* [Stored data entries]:

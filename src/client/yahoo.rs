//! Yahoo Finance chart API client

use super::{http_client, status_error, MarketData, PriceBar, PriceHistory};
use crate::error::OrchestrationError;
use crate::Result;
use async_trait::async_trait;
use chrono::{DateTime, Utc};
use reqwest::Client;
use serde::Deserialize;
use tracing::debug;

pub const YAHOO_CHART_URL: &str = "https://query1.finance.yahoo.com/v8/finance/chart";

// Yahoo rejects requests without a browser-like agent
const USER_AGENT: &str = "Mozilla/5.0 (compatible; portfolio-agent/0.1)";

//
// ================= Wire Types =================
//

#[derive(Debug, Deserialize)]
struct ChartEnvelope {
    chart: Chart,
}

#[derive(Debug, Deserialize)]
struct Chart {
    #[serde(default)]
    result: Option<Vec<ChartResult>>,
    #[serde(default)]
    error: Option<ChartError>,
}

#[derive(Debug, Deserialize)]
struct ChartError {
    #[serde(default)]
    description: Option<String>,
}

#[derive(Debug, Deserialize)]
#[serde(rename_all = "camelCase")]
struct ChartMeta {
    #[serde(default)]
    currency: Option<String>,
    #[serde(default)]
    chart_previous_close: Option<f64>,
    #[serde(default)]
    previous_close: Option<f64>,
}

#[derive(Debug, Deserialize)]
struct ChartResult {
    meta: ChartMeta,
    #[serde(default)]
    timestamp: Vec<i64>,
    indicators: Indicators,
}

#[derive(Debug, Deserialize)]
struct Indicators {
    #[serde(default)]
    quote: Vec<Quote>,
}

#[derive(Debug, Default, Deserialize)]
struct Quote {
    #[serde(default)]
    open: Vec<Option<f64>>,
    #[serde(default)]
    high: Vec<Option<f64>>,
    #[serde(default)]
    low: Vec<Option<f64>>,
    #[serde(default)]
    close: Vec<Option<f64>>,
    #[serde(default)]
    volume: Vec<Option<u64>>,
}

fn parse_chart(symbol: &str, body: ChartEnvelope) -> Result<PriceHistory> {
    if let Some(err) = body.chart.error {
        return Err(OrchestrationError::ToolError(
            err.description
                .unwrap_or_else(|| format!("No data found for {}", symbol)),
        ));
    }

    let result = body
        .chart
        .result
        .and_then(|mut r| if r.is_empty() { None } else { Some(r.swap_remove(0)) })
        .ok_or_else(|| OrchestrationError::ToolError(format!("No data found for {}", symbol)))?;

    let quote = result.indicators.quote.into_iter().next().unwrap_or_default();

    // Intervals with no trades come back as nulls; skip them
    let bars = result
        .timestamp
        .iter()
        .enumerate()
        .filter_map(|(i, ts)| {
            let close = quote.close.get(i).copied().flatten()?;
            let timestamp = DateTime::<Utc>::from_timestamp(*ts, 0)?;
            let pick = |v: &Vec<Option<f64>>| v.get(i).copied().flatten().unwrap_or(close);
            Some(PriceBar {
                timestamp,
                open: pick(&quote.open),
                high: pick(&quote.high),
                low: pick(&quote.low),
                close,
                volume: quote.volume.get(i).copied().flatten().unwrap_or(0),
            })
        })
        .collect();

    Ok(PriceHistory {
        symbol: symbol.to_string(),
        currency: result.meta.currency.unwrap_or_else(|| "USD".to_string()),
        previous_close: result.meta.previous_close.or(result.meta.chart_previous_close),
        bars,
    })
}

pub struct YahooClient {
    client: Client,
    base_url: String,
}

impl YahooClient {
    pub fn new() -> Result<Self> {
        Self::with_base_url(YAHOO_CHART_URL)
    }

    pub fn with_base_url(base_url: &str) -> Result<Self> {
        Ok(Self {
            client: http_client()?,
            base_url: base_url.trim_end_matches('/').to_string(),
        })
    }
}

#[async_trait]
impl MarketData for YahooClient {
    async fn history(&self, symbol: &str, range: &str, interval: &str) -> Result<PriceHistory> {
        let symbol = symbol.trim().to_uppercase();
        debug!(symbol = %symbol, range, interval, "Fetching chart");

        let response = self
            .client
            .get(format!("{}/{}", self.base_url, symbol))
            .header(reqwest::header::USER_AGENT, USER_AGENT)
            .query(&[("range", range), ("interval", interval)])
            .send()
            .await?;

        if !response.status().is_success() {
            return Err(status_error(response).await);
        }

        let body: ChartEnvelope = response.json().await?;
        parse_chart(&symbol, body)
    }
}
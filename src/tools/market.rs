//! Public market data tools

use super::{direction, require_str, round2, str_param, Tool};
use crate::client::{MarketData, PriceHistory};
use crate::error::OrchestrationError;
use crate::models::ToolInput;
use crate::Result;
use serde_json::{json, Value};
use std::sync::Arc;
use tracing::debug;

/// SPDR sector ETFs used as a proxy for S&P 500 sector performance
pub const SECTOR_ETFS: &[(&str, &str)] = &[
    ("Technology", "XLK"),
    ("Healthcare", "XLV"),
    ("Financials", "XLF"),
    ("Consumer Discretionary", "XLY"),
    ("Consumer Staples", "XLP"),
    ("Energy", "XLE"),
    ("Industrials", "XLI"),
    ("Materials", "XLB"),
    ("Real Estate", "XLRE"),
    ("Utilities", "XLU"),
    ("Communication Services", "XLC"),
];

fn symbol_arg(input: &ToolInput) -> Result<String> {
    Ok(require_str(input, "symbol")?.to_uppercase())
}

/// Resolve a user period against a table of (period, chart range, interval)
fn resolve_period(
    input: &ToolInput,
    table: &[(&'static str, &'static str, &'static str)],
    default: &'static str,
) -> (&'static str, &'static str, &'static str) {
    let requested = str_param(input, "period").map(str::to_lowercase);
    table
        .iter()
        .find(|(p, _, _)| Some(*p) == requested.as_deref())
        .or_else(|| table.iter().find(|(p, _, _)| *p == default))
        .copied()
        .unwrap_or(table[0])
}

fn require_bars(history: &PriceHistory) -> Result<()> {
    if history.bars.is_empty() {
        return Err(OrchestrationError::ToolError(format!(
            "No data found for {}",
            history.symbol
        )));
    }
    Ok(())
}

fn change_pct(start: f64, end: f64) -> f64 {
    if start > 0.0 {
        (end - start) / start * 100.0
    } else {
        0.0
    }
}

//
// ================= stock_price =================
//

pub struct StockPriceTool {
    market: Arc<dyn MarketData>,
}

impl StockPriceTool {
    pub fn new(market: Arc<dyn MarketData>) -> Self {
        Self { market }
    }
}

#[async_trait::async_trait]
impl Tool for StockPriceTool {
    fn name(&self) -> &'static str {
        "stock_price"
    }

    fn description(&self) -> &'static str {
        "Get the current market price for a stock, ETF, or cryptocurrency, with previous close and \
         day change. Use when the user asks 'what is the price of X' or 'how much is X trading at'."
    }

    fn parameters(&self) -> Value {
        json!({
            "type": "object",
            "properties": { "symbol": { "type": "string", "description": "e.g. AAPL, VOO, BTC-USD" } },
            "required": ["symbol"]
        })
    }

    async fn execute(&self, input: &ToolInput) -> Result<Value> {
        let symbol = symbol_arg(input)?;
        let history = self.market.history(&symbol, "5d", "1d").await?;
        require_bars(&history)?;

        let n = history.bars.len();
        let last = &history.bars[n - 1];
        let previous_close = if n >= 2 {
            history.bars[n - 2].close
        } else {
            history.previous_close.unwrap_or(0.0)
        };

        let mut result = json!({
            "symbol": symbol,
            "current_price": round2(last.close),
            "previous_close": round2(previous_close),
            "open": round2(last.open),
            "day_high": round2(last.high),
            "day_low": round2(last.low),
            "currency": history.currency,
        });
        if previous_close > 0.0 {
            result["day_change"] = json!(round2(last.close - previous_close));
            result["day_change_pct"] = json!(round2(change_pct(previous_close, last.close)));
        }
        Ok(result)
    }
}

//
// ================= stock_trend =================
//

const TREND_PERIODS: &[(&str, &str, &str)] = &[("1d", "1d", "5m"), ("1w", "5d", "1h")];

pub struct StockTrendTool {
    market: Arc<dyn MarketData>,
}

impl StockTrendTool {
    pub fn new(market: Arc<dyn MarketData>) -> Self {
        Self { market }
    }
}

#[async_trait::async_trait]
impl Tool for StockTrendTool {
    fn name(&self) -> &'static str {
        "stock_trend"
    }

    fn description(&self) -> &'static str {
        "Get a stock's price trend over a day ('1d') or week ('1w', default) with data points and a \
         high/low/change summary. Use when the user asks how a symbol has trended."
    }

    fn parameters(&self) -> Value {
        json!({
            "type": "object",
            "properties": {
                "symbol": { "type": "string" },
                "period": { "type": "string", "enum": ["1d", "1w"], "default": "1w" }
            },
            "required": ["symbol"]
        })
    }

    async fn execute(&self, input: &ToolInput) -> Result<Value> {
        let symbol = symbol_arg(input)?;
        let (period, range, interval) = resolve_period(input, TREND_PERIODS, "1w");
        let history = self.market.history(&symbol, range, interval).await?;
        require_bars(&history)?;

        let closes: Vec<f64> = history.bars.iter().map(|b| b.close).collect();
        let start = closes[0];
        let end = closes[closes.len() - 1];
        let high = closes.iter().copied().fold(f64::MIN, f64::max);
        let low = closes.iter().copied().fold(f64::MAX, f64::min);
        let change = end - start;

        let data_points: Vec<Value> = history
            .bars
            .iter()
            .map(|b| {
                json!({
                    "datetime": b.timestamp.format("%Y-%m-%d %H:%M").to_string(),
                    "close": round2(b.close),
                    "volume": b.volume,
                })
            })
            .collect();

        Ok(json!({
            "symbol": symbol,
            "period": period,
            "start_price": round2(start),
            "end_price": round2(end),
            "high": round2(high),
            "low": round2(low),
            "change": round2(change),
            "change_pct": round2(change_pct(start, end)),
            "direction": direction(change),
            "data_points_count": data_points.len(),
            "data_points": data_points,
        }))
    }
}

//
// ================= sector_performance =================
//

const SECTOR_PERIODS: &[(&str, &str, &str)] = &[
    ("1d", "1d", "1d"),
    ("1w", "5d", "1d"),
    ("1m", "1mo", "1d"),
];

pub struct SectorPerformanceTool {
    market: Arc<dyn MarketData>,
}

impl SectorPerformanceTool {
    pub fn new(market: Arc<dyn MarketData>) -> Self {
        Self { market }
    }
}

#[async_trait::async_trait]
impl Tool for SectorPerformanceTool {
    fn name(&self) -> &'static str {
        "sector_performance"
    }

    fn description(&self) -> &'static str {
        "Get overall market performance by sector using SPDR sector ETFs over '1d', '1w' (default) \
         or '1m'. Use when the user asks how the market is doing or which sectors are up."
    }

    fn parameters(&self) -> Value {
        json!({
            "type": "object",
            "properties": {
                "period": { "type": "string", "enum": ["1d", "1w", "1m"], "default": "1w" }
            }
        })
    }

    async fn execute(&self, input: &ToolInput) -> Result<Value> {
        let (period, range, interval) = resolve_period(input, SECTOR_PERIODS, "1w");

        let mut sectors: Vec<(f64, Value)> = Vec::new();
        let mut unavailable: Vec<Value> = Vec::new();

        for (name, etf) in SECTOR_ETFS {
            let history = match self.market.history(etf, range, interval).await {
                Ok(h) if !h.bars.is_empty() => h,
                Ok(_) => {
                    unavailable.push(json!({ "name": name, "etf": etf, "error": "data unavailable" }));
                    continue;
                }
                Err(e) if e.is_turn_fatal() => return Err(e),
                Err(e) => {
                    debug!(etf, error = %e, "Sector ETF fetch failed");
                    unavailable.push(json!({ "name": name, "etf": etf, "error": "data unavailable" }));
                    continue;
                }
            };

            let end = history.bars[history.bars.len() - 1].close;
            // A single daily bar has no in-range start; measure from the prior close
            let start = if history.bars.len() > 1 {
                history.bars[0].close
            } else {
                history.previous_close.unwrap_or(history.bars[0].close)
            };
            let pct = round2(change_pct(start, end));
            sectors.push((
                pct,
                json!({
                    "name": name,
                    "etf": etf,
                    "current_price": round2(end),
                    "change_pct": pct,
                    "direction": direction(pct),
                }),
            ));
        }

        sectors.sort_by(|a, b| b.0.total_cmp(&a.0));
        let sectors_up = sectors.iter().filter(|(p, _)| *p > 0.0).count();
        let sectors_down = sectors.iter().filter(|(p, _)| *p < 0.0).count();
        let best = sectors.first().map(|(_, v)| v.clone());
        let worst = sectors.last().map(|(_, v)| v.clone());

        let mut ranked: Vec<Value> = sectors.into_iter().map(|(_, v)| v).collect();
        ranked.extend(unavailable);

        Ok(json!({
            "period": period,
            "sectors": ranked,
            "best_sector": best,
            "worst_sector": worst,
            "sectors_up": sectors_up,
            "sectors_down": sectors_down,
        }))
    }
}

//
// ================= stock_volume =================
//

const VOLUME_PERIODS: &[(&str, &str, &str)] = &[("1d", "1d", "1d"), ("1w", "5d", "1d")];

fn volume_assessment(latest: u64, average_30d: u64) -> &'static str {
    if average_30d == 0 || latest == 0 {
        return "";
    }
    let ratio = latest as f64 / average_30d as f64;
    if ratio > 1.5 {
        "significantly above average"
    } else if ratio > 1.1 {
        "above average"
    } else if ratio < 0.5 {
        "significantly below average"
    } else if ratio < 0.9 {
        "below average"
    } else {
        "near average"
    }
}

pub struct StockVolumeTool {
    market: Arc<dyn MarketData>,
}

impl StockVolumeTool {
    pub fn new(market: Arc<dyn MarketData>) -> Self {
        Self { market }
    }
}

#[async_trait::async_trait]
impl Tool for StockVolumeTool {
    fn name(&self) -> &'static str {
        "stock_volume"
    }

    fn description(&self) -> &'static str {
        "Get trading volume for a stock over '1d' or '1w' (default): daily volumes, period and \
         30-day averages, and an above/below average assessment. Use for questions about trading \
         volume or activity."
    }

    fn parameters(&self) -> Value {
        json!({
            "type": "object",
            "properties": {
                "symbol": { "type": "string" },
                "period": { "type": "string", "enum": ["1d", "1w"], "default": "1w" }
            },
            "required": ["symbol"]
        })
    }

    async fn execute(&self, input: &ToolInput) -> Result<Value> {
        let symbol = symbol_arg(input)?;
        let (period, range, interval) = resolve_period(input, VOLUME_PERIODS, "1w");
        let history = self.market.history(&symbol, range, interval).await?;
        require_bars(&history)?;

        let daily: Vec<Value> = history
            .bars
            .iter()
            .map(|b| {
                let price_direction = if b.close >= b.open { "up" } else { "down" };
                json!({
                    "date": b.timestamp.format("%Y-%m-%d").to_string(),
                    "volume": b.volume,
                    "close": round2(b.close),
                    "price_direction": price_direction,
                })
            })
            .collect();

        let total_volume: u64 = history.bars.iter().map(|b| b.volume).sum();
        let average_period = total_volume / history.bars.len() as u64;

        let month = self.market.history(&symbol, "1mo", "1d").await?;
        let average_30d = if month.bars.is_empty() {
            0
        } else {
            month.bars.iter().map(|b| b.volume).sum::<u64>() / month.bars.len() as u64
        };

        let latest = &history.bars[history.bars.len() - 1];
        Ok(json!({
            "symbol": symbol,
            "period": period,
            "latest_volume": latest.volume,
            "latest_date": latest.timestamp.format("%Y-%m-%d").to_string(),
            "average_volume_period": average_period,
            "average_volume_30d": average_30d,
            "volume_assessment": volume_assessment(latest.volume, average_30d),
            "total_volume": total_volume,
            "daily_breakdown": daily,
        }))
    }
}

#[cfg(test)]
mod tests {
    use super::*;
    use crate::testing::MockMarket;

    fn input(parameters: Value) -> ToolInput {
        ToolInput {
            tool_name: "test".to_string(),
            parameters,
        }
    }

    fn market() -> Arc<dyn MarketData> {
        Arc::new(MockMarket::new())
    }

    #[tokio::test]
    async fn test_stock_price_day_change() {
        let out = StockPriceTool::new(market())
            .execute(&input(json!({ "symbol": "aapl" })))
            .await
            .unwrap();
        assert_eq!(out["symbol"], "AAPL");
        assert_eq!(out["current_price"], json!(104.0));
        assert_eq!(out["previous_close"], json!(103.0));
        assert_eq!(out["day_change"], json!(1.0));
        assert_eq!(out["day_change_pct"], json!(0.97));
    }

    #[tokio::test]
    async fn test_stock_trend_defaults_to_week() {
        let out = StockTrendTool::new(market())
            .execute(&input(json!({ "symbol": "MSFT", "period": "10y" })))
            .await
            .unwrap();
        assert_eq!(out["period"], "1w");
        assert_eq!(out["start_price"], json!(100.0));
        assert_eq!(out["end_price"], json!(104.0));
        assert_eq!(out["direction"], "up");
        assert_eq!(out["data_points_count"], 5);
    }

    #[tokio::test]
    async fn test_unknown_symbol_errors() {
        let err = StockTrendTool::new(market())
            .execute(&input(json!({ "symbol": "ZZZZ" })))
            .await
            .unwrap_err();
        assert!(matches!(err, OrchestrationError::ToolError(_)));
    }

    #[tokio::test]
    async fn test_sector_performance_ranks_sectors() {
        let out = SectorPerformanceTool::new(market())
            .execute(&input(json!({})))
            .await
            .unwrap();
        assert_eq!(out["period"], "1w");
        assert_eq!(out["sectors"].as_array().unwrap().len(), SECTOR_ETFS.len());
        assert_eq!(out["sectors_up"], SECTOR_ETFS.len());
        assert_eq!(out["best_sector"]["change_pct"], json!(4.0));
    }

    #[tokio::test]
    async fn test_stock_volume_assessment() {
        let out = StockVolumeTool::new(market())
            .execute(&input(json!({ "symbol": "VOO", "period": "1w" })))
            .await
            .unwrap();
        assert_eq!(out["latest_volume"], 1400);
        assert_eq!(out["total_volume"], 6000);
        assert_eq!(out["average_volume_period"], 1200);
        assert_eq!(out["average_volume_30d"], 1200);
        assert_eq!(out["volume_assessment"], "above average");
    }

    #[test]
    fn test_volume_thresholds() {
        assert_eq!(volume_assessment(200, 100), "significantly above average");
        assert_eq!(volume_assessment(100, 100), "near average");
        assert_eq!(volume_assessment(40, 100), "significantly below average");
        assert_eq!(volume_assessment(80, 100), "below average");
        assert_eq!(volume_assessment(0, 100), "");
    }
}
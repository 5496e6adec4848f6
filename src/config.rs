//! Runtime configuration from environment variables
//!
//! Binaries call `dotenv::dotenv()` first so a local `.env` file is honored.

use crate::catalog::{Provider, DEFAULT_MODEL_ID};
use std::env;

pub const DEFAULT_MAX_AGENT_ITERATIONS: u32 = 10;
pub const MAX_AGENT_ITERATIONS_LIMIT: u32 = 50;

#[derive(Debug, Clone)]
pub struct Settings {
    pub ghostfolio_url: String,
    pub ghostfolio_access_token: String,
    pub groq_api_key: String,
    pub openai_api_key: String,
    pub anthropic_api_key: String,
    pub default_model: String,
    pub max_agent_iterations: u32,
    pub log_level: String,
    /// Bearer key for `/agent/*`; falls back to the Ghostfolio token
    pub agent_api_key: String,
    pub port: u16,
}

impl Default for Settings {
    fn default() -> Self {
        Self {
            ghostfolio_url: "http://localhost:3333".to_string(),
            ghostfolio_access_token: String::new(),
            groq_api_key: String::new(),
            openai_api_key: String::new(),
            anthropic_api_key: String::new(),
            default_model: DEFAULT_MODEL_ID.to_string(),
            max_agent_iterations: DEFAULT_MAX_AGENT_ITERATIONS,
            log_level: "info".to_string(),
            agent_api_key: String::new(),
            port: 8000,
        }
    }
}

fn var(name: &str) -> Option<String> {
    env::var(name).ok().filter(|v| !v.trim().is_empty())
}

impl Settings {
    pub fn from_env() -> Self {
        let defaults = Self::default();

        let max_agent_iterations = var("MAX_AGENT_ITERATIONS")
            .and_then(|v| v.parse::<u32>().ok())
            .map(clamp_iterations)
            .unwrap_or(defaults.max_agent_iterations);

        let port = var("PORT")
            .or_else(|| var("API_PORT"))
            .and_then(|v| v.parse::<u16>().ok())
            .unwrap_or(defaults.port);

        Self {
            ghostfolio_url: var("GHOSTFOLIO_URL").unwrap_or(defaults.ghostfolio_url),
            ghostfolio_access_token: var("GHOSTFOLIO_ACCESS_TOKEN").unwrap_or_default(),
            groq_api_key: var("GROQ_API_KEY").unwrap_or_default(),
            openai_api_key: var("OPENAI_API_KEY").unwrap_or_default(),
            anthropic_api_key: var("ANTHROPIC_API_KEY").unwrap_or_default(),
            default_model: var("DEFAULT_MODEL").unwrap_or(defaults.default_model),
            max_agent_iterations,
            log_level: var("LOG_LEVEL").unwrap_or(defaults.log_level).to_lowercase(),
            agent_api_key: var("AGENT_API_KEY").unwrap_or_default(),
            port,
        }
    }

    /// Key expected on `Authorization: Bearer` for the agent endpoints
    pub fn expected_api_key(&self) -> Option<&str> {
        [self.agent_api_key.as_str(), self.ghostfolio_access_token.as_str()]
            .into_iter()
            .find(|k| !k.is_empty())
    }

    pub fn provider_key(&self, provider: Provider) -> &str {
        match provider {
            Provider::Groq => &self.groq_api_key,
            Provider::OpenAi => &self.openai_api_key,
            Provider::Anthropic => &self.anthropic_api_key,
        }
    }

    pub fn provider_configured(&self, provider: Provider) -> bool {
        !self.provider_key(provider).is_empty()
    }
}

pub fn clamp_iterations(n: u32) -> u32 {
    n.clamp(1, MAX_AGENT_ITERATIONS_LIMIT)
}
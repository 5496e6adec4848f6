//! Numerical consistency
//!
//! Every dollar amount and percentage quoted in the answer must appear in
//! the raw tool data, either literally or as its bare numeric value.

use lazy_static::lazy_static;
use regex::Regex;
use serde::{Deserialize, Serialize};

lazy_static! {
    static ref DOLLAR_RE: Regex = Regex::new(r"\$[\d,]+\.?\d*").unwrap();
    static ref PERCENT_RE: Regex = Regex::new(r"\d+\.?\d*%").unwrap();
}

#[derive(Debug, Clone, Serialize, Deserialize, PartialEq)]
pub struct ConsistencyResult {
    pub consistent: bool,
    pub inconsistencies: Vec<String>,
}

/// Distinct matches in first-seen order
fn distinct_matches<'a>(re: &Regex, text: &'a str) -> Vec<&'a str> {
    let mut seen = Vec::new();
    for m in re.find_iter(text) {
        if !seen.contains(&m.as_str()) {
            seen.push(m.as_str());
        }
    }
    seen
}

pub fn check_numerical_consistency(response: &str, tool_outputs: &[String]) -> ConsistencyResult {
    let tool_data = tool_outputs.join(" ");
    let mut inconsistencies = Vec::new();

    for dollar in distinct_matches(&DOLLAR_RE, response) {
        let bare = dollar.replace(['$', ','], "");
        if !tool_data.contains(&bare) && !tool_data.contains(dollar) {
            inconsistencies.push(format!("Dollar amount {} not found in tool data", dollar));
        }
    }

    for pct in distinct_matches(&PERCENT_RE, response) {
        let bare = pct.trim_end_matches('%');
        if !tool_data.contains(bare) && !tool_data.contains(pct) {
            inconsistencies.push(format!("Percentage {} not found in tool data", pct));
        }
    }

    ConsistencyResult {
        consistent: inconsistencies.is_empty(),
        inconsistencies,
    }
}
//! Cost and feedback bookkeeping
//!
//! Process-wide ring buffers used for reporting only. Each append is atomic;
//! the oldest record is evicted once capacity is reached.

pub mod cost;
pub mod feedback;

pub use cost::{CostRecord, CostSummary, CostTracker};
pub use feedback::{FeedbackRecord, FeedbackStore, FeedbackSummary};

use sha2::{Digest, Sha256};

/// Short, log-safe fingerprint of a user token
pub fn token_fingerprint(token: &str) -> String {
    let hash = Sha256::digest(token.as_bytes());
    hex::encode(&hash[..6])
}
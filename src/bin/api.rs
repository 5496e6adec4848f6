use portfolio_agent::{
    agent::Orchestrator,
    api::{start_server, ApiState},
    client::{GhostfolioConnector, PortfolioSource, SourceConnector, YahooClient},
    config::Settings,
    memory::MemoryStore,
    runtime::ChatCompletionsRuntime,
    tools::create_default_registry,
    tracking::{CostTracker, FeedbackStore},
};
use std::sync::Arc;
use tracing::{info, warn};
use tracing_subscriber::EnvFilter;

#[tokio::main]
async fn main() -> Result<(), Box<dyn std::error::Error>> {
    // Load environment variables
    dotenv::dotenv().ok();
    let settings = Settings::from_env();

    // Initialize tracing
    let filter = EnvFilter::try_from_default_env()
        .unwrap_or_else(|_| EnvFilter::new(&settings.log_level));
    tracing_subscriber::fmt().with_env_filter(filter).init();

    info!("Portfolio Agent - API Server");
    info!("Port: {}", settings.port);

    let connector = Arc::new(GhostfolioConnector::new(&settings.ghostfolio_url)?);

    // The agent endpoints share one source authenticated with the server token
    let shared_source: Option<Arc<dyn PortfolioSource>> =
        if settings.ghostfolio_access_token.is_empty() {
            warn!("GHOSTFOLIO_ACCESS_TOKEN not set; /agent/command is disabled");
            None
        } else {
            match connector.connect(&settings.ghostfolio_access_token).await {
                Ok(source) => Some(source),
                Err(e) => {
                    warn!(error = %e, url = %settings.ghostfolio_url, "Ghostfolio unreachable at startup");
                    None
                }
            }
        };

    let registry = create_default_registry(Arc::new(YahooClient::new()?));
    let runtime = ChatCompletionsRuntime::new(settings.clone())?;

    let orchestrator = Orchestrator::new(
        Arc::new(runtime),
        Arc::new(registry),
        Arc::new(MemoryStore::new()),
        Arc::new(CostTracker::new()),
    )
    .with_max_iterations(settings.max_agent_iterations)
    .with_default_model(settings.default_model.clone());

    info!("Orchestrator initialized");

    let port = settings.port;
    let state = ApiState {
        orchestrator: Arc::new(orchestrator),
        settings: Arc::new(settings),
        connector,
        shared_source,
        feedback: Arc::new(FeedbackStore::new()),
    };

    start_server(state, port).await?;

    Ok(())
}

* [Your objective]: For each line of the entries that contains the word "impl", make a copy.

* [Expected output]:
impl YahooClient {
impl MarketData for YahooClient {
impl StockPriceTool {
impl Tool for StockPriceTool {
impl StockTrendTool {
impl Tool for StockTrendTool {
impl SectorPerformanceTool {
impl Tool for SectorPerformanceTool {
impl StockVolumeTool {
impl Tool for StockVolumeTool {
impl Default for Settings {
impl Settings {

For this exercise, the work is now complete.